19) Facebook. An example of how Communists control, Facebook is blocked in VN. Easiest way to get around – free proxy websites.
20) Converting currency. This service is usually offered at higher end hotels. If not, it’s pretty easy to get your money exchanged without too much worrying. Find a gold/jewellery store (it has to be gold, not just any random jewellery). Many places will post daily exchange rates for gold and CAD/US dollars. If you are satisfied with the rates, just ask them to exchange! (Find a privately owned store on the streets, not one in upscale malls! ;))
You should know how to find a gold store… IT WILL BE GOLD. If it doesn’t look anything like the picture below… go find a place that does!
21) Staring. Be prepared for lots of staring and hushed whispering. Doesn’t matter if you’re Asian, even Vietnamese. Locals can tell you’re a foreigner by your looks, your clothes and the way you carry yourself. As soon as you open your mouth to talk, you’re done. Vietnamese people love to gossip and talk about others, don’t be surprised to hear that you were the center of a conservation held by people you don’t even know.

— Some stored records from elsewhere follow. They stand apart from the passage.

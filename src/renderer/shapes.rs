//! Shape generation for 2D primitives
//!
//! Everything comes out as a flat triangle list in playfield pixels.

use glam::Vec2;
use std::f32::consts::{PI, TAU};

use super::vertex::{Vertex, with_alpha};

/// Generate vertices for a filled circle
pub fn circle(center: Vec2, radius: f32, color: [f32; 4], segments: u32) -> Vec<Vertex> {
    let segments = segments.max(3);
    let mut vertices = Vec::with_capacity((segments * 3) as usize);

    for i in 0..segments {
        let theta1 = (i as f32 / segments as f32) * TAU;
        let theta2 = ((i + 1) as f32 / segments as f32) * TAU;

        // Triangle from center to edge
        vertices.push(Vertex::new(center.x, center.y, color));
        vertices.push(Vertex::new(
            center.x + radius * theta1.cos(),
            center.y + radius * theta1.sin(),
            color,
        ));
        vertices.push(Vertex::new(
            center.x + radius * theta2.cos(),
            center.y + radius * theta2.sin(),
            color,
        ));
    }

    vertices
}

/// Generate vertices for a ring (hollow circle)
pub fn ring(
    center: Vec2,
    inner_radius: f32,
    outer_radius: f32,
    color: [f32; 4],
    segments: u32,
) -> Vec<Vertex> {
    let segments = segments.max(3);
    let mut vertices = Vec::with_capacity((segments * 6) as usize);
    let at = |radius: f32, theta: f32| center + Vec2::from_angle(theta) * radius;

    for i in 0..segments {
        let theta1 = (i as f32 / segments as f32) * TAU;
        let theta2 = ((i + 1) as f32 / segments as f32) * TAU;

        let inner1 = at(inner_radius, theta1);
        let outer1 = at(outer_radius, theta1);
        let inner2 = at(inner_radius, theta2);
        let outer2 = at(outer_radius, theta2);

        // Two triangles per segment
        push_quad(&mut vertices, [inner1, outer1, outer2, inner2], color);
    }

    vertices
}

/// Axis-aligned rectangle from its top-left corner
pub fn rect(min: Vec2, size: Vec2, color: [f32; 4]) -> Vec<Vertex> {
    let mut vertices = Vec::with_capacity(6);
    let max = min + size;
    push_quad(
        &mut vertices,
        [min, Vec2::new(max.x, min.y), max, Vec2::new(min.x, max.y)],
        color,
    );
    vertices
}

/// Rectangle centered on `center`
pub fn centered_rect(center: Vec2, size: Vec2, color: [f32; 4]) -> Vec<Vertex> {
    rect(center - size * 0.5, size, color)
}

/// Diamond (rotated square) fitting a `size` box
pub fn diamond(center: Vec2, size: f32, color: [f32; 4]) -> Vec<Vertex> {
    let h = size * 0.5;
    let mut vertices = Vec::with_capacity(6);
    push_quad(
        &mut vertices,
        [
            center + Vec2::new(0.0, -h),
            center + Vec2::new(h, 0.0),
            center + Vec2::new(0.0, h),
            center + Vec2::new(-h, 0.0),
        ],
        color,
    );
    vertices
}

/// Arrowhead ship pointing up, scaled to a `size` box
pub fn ship(center: Vec2, size: f32, color: [f32; 4]) -> Vec<Vertex> {
    let s = size / 50.0;
    let nose = center + Vec2::new(0.0, -22.0 * s);
    let right = center + Vec2::new(18.0 * s, 18.0 * s);
    let notch = center + Vec2::new(0.0, 10.0 * s);
    let left = center + Vec2::new(-18.0 * s, 18.0 * s);

    vec![
        Vertex::new(nose.x, nose.y, color),
        Vertex::new(right.x, right.y, color),
        Vertex::new(notch.x, notch.y, color),
        Vertex::new(nose.x, nose.y, color),
        Vertex::new(notch.x, notch.y, color),
        Vertex::new(left.x, left.y, color),
    ]
}

/// Downward-pointing triangle (shooter enemies)
pub fn down_triangle(center: Vec2, size: f32, color: [f32; 4]) -> Vec<Vertex> {
    let h = size * 0.5;
    vec![
        Vertex::new(center.x - h, center.y - h, color),
        Vertex::new(center.x + h, center.y - h, color),
        Vertex::new(center.x, center.y + h, color),
    ]
}

/// Tapered ribbon through `points` (newest first), fading toward the tail
pub fn trail(points: &[Vec2], width: f32, color: [f32; 4]) -> Vec<Vertex> {
    if points.len() < 2 {
        return Vec::new();
    }

    let mut vertices = Vec::with_capacity((points.len() - 1) * 6);
    let len = points.len() as f32;

    for (i, pair) in points.windows(2).enumerate() {
        let (p1, p2) = (pair[0], pair[1]);

        // Fade alpha and size along trail
        let t1 = i as f32 / len;
        let t2 = (i + 1) as f32 / len;
        let color1 = with_alpha(color, (1.0 - t1) * 0.8);
        let color2 = with_alpha(color, (1.0 - t2) * 0.8);
        let width1 = width * (1.0 - t1 * 0.7);
        let width2 = width * (1.0 - t2 * 0.7);

        // Perpendicular for width
        let dir = (p2 - p1).normalize_or_zero();
        let perp = Vec2::new(-dir.y, dir.x);

        let v1a = p1 + perp * width1;
        let v1b = p1 - perp * width1;
        let v2a = p2 + perp * width2;
        let v2b = p2 - perp * width2;

        vertices.push(Vertex::new(v1a.x, v1a.y, color1));
        vertices.push(Vertex::new(v1b.x, v1b.y, color1));
        vertices.push(Vertex::new(v2a.x, v2a.y, color2));

        vertices.push(Vertex::new(v2a.x, v2a.y, color2));
        vertices.push(Vertex::new(v1b.x, v1b.y, color1));
        vertices.push(Vertex::new(v2b.x, v2b.y, color2));
    }

    vertices
}

/// Dark frame around the edges, stacked from translucent rings
pub fn vignette(size: Vec2, strength: f32) -> Vec<Vertex> {
    let center = size * 0.5;
    let outer = center.length() + 2.0;
    let inner = size.min_element() * 0.45;
    let steps = 4;
    let mut vertices = Vec::new();

    for i in 0..steps {
        let t = i as f32 / steps as f32;
        let r = inner + (outer - inner) * t;
        let alpha = strength * (t + 1.0 / steps as f32) / 2.0;
        vertices.extend(ring(
            center,
            r,
            outer,
            [0.0, 0.0, 0.0, alpha],
            32,
        ));
    }

    vertices
}

/// Regular polygon outline, handy for auras
pub fn polygon_ring(center: Vec2, radius: f32, thickness: f32, sides: u32, color: [f32; 4]) -> Vec<Vertex> {
    let sides = sides.max(3);
    let mut vertices = Vec::with_capacity((sides * 6) as usize);
    let offset = PI / sides as f32;
    for i in 0..sides {
        let a1 = offset + i as f32 / sides as f32 * TAU;
        let a2 = offset + (i + 1) as f32 / sides as f32 * TAU;
        push_quad(
            &mut vertices,
            [
                center + Vec2::from_angle(a1) * (radius - thickness),
                center + Vec2::from_angle(a1) * radius,
                center + Vec2::from_angle(a2) * radius,
                center + Vec2::from_angle(a2) * (radius - thickness),
            ],
            color,
        );
    }
    vertices
}

fn push_quad(vertices: &mut Vec<Vertex>, corners: [Vec2; 4], color: [f32; 4]) {
    let [a, b, c, d] = corners;
    for p in [a, b, c, a, c, d] {
        vertices.push(Vertex::new(p.x, p.y, color));
    }
}
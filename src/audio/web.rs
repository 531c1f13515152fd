//! Web Audio backend
//!
//! Effects are synthesized with oscillators and noise buffers, voice lines
//! play through `<audio>` elements. Every JS failure is discarded.

use wasm_bindgen_futures::{JsFuture, spawn_local};
use web_sys::{AudioContext, GainNode, HtmlAudioElement, OscillatorNode, OscillatorType};

use super::{AudioPort, Layer, SoundEffect, VoiceLine, Waveform};

/// Clip volume for voice lines
const VOICE_VOLUME: f64 = 0.8;

pub struct WebAudio {
    ctx: Option<AudioContext>,
    voices: Vec<(VoiceLine, HtmlAudioElement)>,
    master_volume: f32,
    muted: bool,
}

impl Default for WebAudio {
    fn default() -> Self {
        Self::new()
    }
}

impl WebAudio {
    pub fn new() -> Self {
        // May fail outside a secure context
        let ctx = AudioContext::new().ok();
        if ctx.is_none() {
            log::warn!("Failed to create AudioContext - sound effects disabled");
        }

        let voices = VoiceLine::ALL
            .iter()
            .filter_map(|line| {
                let clip = HtmlAudioElement::new_with_src(&line.asset_path()).ok()?;
                clip.set_preload("auto");
                clip.set_volume(VOICE_VOLUME);
                Some((*line, clip))
            })
            .collect::<Vec<_>>();
        if voices.len() < VoiceLine::ALL.len() {
            log::warn!("{} voice clips unavailable", VoiceLine::ALL.len() - voices.len());
        }

        Self {
            ctx,
            voices,
            master_volume: 0.8,
            muted: false,
        }
    }

    fn clip(&self, line: VoiceLine) -> Option<&HtmlAudioElement> {
        self.voices
            .iter()
            .find(|(l, _)| *l == line)
            .map(|(_, clip)| clip)
    }

    /// Create an oscillator routed through its own gain node
    fn create_osc(
        &self,
        ctx: &AudioContext,
        freq: f32,
        osc_type: OscillatorType,
    ) -> Option<(OscillatorNode, GainNode)> {
        let osc = ctx.create_oscillator().ok()?;
        let gain = ctx.create_gain().ok()?;

        osc.set_type(osc_type);
        osc.frequency().set_value(freq);
        osc.connect_with_audio_node(&gain).ok()?;
        gain.connect_with_audio_node(&ctx.destination()).ok()?;

        Some((osc, gain))
    }

    fn play_tone(
        &self,
        ctx: &AudioContext,
        freq: f32,
        volume: f32,
        wave: Waveform,
        duration: f32,
        delay: f32,
    ) {
        let osc_type = match wave {
            Waveform::Sine => OscillatorType::Sine,
            Waveform::Square => OscillatorType::Square,
            Waveform::Sawtooth => OscillatorType::Sawtooth,
        };
        let Some((osc, gain)) = self.create_osc(ctx, freq, osc_type) else {
            return;
        };
        let t = ctx.current_time() + delay as f64;
        let duration = duration as f64;

        gain.gain().set_value_at_time(0.0, t).ok();
        gain.gain()
            .linear_ramp_to_value_at_time(volume * self.master_volume, t + 0.01)
            .ok();
        gain.gain()
            .exponential_ramp_to_value_at_time(0.001, t + duration)
            .ok();

        osc.start_with_when(t).ok();
        osc.stop_with_when(t + duration + 0.1).ok();
    }

    /// White noise burst with a quadratic fade-out baked into the buffer
    fn play_noise(&self, ctx: &AudioContext, volume: f32, duration: f32) -> Option<()> {
        let rate = ctx.sample_rate();
        let len = ((rate * duration) as u32).max(1);
        let buffer = ctx.create_buffer(1, len, rate).ok()?;

        let mut samples: Vec<f32> = (0..len)
            .map(|i| {
                let fade = 1.0 - i as f32 / len as f32;
                (js_sys::Math::random() as f32 * 2.0 - 1.0) * fade * fade
            })
            .collect();
        buffer.copy_to_channel(&mut samples, 0).ok()?;

        let source = ctx.create_buffer_source().ok()?;
        source.set_buffer(Some(&buffer));
        let gain = ctx.create_gain().ok()?;
        gain.gain().set_value(volume * self.master_volume);
        source.connect_with_audio_node(&gain).ok()?;
        gain.connect_with_audio_node(&ctx.destination()).ok()?;
        source.start().ok()
    }
}

impl AudioPort for WebAudio {
    fn unlock(&mut self) {
        if let Some(ctx) = &self.ctx {
            let _ = ctx.resume();
        }

        // Play-then-pause every clip inside the gesture so later calls are allowed
        for (_, clip) in &self.voices {
            let Ok(promise) = clip.play() else {
                continue;
            };
            let clip = clip.clone();
            spawn_local(async move {
                if JsFuture::from(promise).await.is_ok() {
                    let _ = clip.pause();
                    clip.set_current_time(0.0);
                }
            });
        }
    }

    fn play_sound(&mut self, sound: SoundEffect) {
        if self.muted {
            return;
        }
        let Some(ctx) = &self.ctx else { return };

        // Resume context if suspended (browsers require user gesture)
        if ctx.state() == web_sys::AudioContextState::Suspended {
            let _ = ctx.resume();
        }

        for layer in sound.recipe() {
            match *layer {
                Layer::Tone {
                    freq,
                    volume,
                    wave,
                    duration,
                    delay,
                } => self.play_tone(ctx, freq, volume, wave, duration, delay),
                Layer::Noise { volume, duration } => {
                    let _ = self.play_noise(ctx, volume, duration);
                }
            }
        }
    }

    fn play_voice(&mut self, line: VoiceLine) {
        if self.muted {
            return;
        }
        let Some(clip) = self.clip(line) else { return };
        clip.set_current_time(0.0);
        if let Ok(promise) = clip.play() {
            // Await so a blocked autoplay rejection is handled, not reported
            spawn_local(async move {
                let _ = JsFuture::from(promise).await;
            });
        }
    }

    fn set_muted(&mut self, muted: bool) {
        self.muted = muted;
        for (_, clip) in &self.voices {
            clip.set_muted(muted);
        }
    }
}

22) Bargaining. Always always bargain when you are buying because you can be sure you’re being ripped off, especially when you’re a foreigner. Perhaps you don’t find it as a rip-off because the prices are cheaper than anything you can find here, but it’s a culture thing. You are expected to bargain, if you don’t, you are considered a fool. People will not take offense if you bargain, they will either accept your offer or they won’t. Markets always have at least 10 other stalls selling the same items, if you think you can get it cheaper at another stall, go check it out. You can always come back and buy later. And it is never a bad idea to go shopping with a local and have him/her bargain for you!
And that marks the end of my OBSERVING VIETNAM posts!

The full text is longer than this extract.